— What you should do —
Report every line of the entries that contains the word "stopped".

Segment Open

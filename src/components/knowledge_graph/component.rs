use std::cell::{Cell, RefCell};
use std::rc::Rc;

use leptos::ev::SubmitEvent;
use leptos::prelude::*;
use leptos::task::spawn_local;
use log::{debug, info, warn};
use wasm_bindgen::prelude::*;
use web_sys::{CanvasRenderingContext2d, HtmlCanvasElement, MouseEvent};

use super::redirect::{Destination, REDIRECT_DELAY, RedirectFlow, RedirectState, ResultAction};
use super::render;
use super::session::{SearchPhase, SearchSession};
use super::state::KnowledgeGraphState;
use super::types::SearchResult;
use crate::search::{SearchService, search_or_empty};

/// Page navigation capability handed in by the router.
pub type Navigate = Rc<dyn Fn(Destination)>;

/// requestAnimationFrame loop that reschedules itself until stopped or
/// dropped.
struct FrameLoop {
	callback: Rc<RefCell<Option<Closure<dyn FnMut(f64)>>>>,
	request: Rc<Cell<Option<i32>>>,
}

fn request_frame(cb: &Closure<dyn FnMut(f64)>) -> Option<i32> {
	web_sys::window()?
		.request_animation_frame(cb.as_ref().unchecked_ref())
		.ok()
}

impl FrameLoop {
	fn start(mut on_frame: impl FnMut(f64) + 'static) -> Self {
		let callback: Rc<RefCell<Option<Closure<dyn FnMut(f64)>>>> = Rc::new(RefCell::new(None));
		let request = Rc::new(Cell::new(None));
		let (callback_inner, request_inner) = (callback.clone(), request.clone());

		*callback.borrow_mut() = Some(Closure::new(move |timestamp: f64| {
			on_frame(timestamp);
			if let Some(ref cb) = *callback_inner.borrow() {
				request_inner.set(request_frame(cb));
			}
		}));
		if let Some(ref cb) = *callback.borrow() {
			request.set(request_frame(cb));
		}
		Self { callback, request }
	}

	fn stop(&self) {
		if let Some(id) = self.request.take() {
			if let Some(window) = web_sys::window() {
				let _ = window.cancel_animation_frame(id);
			}
		}
		// dropping the closure breaks its self-reference
		if self.callback.borrow_mut().take().is_some() {
			debug!("graph animation loop stopped");
		}
	}
}

impl Drop for FrameLoop {
	fn drop(&mut self) {
		self.stop();
	}
}

fn container_size(canvas: &HtmlCanvasElement) -> (f64, f64) {
	canvas
		.parent_element()
		.map(|p| (p.client_width() as f64, p.client_height() as f64))
		.unwrap_or((0.0, 0.0))
}

fn context_2d(canvas: &HtmlCanvasElement) -> Option<CanvasRenderingContext2d> {
	canvas.get_context("2d").ok().flatten()?.dyn_into().ok()
}

fn pointer_in(canvas: &HtmlCanvasElement, ev: &MouseEvent) -> (f64, f64) {
	let rect = canvas.get_bounding_client_rect();
	(
		ev.client_x() as f64 - rect.left(),
		ev.client_y() as f64 - rect.top(),
	)
}

fn result_card(
	result: SearchResult,
	activate: impl Fn(SearchResult, ResultAction) + Copy + Send + Sync + 'static,
) -> impl IntoView {
	let (kind, relevance, title, summary) = (
		result.kind.as_str(),
		result.relevance_label.clone(),
		result.title.clone(),
		result.summary.clone(),
	);
	let buttons = ResultAction::offered_for(result.kind)
		.iter()
		.map(|&action| {
			let result = result.clone();
			view! {
				<button class="kg-result-action" on:click=move |_| activate(result.clone(), action)>
					{action.button_label()}
				</button>
			}
		})
		.collect_view();

	view! {
		<li class="kg-result">
			<div class="kg-result-meta">
				<span class="kg-result-kind">{kind}</span>
				<span class="kg-result-relevance">{relevance}</span>
			</div>
			<h3>{title}</h3>
			<p>{summary}</p>
			<div class="kg-result-actions">{buttons}</div>
		</li>
	}
}

fn redirect_overlay(overlay: RedirectState) -> impl IntoView {
	view! {
		<div class="kg-redirect-overlay" role="status">
			<div class="kg-spinner"></div>
			<h2>{overlay.action_description}</h2>
			<p>{overlay.label}</p>
		</div>
	}
}

/// Search box, animated concept graph and result list.
///
/// Clicking a graph node pivots the search to that node's label. Activating
/// a result shows a redirect overlay and navigates after [`REDIRECT_DELAY`].
#[component]
pub fn KnowledgeGraphSearch(
	service: Rc<dyn SearchService>,
	on_navigate: Navigate,
) -> impl IntoView {
	let canvas_ref = NodeRef::<leptos::html::Canvas>::new();
	let session = RwSignal::new(SearchSession::new());
	let input = RwSignal::new(String::new());
	let redirect = RwSignal::new(RedirectFlow::new());
	let pending_redirect = StoredValue::new(None::<TimeoutHandle>);
	let service = StoredValue::new_local(service);
	let navigate = StoredValue::new_local(on_navigate);
	let frame_loop = StoredValue::new_local(None::<FrameLoop>);
	let graph = Rc::new(RefCell::new(KnowledgeGraphState::new(0.0, 0.0)));

	let submit = move |text: String| {
		let mut ticket = None;
		session.maybe_update(|s| {
			ticket = s.begin(&text);
			ticket.is_some()
		});
		let Some(ticket) = ticket else {
			return;
		};
		let query = session.with_untracked(|s| s.query().to_string());
		input.set(query.clone());
		let service = service.get_value();
		spawn_local(async move {
			let payload = search_or_empty(service.as_ref(), &query).await;
			session.update(|s| {
				s.complete(ticket, payload);
			});
		});
	};

	let activate = move |result: SearchResult, action: ResultAction| {
		let Some((token, overlay)) = redirect.try_update(|f| f.schedule(&result, action)).flatten() else {
			return;
		};
		if let Some(previous) = pending_redirect.get_value() {
			previous.clear();
		}
		info!(
			"{} for {:?}, redirecting after {:?}",
			overlay.action_description, overlay.label, REDIRECT_DELAY
		);
		let navigate = navigate.get_value();
		match set_timeout_with_handle(
			move || {
				pending_redirect.set_value(None);
				let Some(destination) = redirect.try_update_untracked(|f| f.fire(token)).flatten() else {
					return;
				};
				debug!("navigating to {}", destination.id());
				navigate(destination);
				// overlay goes away only once navigation has been requested
				redirect.notify();
			},
			REDIRECT_DELAY,
		) {
			Ok(handle) => pending_redirect.set_value(Some(handle)),
			Err(e) => {
				warn!("could not schedule redirect: {e:?}");
				redirect.update(RedirectFlow::cancel);
			}
		}
	};

	let graph_sync = graph.clone();
	Effect::new(move |_| {
		let (nodes, searching) = session.with(|s| (s.nodes().to_vec(), s.is_searching()));
		graph_sync.borrow_mut().set_nodes(nodes, searching);
	});

	let graph_anim = graph.clone();
	Effect::new(move |_| {
		let Some(canvas) = canvas_ref.get() else {
			return;
		};
		let canvas: HtmlCanvasElement = canvas.into();
		let (graph, ctx) = (graph_anim.clone(), RefCell::new(None));
		let last_timestamp = Cell::new(None::<f64>);

		let animation = FrameLoop::start(move |timestamp| {
			let dt = last_timestamp
				.replace(Some(timestamp))
				.map_or(0.0, |prev| (timestamp - prev) / 1000.0);
			let Ok(mut s) = graph.try_borrow_mut() else {
				return;
			};
			let (w, h) = container_size(&canvas);
			if s.resize(w, h) {
				canvas.set_width(w as u32);
				canvas.set_height(h as u32);
			}
			s.tick(dt);
			if !s.is_drawable() {
				return;
			}
			let mut ctx = ctx.borrow_mut();
			if ctx.is_none() {
				*ctx = context_2d(&canvas);
			}
			if let Some(ref ctx) = *ctx {
				render::render(&s, ctx);
			}
		});
		debug!("graph animation loop started");
		frame_loop.set_value(Some(animation));
	});

	on_cleanup(move || {
		if let Some(handle) = pending_redirect.try_get_value().flatten() {
			handle.clear();
		}
		let _ = frame_loop.try_update_value(|l| l.take());
	});

	let graph_mm = graph.clone();
	let on_mousemove = move |ev: MouseEvent| {
		let Some(canvas) = canvas_ref.get() else {
			return;
		};
		let canvas: HtmlCanvasElement = canvas.into();
		let (x, y) = pointer_in(&canvas, &ev);
		graph_mm.borrow_mut().set_pointer(x, y);
	};

	let graph_ml = graph.clone();
	let on_mouseleave = move |_: MouseEvent| {
		graph_ml.borrow_mut().clear_pointer();
	};

	let graph_click = graph.clone();
	let on_click = move |_: MouseEvent| {
		let query = session.with_untracked(|s| s.query().to_string());
		let target = graph_click.borrow().click_target(&query).map(str::to_string);
		if let Some(label) = target {
			debug!("pivoting search to {label:?}");
			submit(label);
		}
	};

	let on_submit = move |ev: SubmitEvent| {
		ev.prevent_default();
		submit(input.get_untracked());
	};

	let status = move || {
		session.with(|s| match s.phase() {
			SearchPhase::Idle => "Search any SAT topic to map it.".to_string(),
			SearchPhase::Searching => format!("Mapping \u{201c}{}\u{201d}\u{2026}", s.query()),
			SearchPhase::Results => {
				let n = s.results().map_or(0, <[_]>::len);
				format!("{n} results for \u{201c}{}\u{201d}", s.query())
			}
			SearchPhase::Empty => format!("No results for \u{201c}{}\u{201d}", s.query()),
		})
	};

	let results = move || {
		session
			.with(|s| s.results().map(<[_]>::to_vec))
			.map(|results| {
				if results.is_empty() {
					view! { <p class="kg-empty">"No results found. Try a broader topic."</p> }
						.into_any()
				} else {
					view! {
						<ul class="kg-results">
							{results.into_iter().map(|r| result_card(r, activate)).collect_view()}
						</ul>
					}
					.into_any()
				}
			})
	};

	view! {
		<section class="knowledge-graph-search">
			<form class="kg-search" on:submit=on_submit>
				<input
					type="search"
					placeholder="Search concepts, lessons, practice\u{2026}"
					prop:value=move || input.get()
					on:input=move |ev| input.set(event_target_value(&ev))
				/>
				<button type="submit" disabled=move || session.with(SearchSession::is_searching)>
					"Search"
				</button>
			</form>
			<p class="kg-status">{status}</p>
			<div class="kg-canvas-container">
				<canvas
					node_ref=canvas_ref
					class="knowledge-graph-canvas"
					on:mousemove=on_mousemove
					on:mouseleave=on_mouseleave
					on:click=on_click
					style="display: block; width: 100%; height: 100%; cursor: pointer;"
				/>
			</div>
			{results}
			{move || redirect.with(|f| f.overlay().cloned()).map(redirect_overlay)}
		</section>
	}
}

Segment Closed

— Solution to this problem —
/// requestAnimationFrame loop that reschedules itself until stopped or
			debug!("graph animation loop stopped");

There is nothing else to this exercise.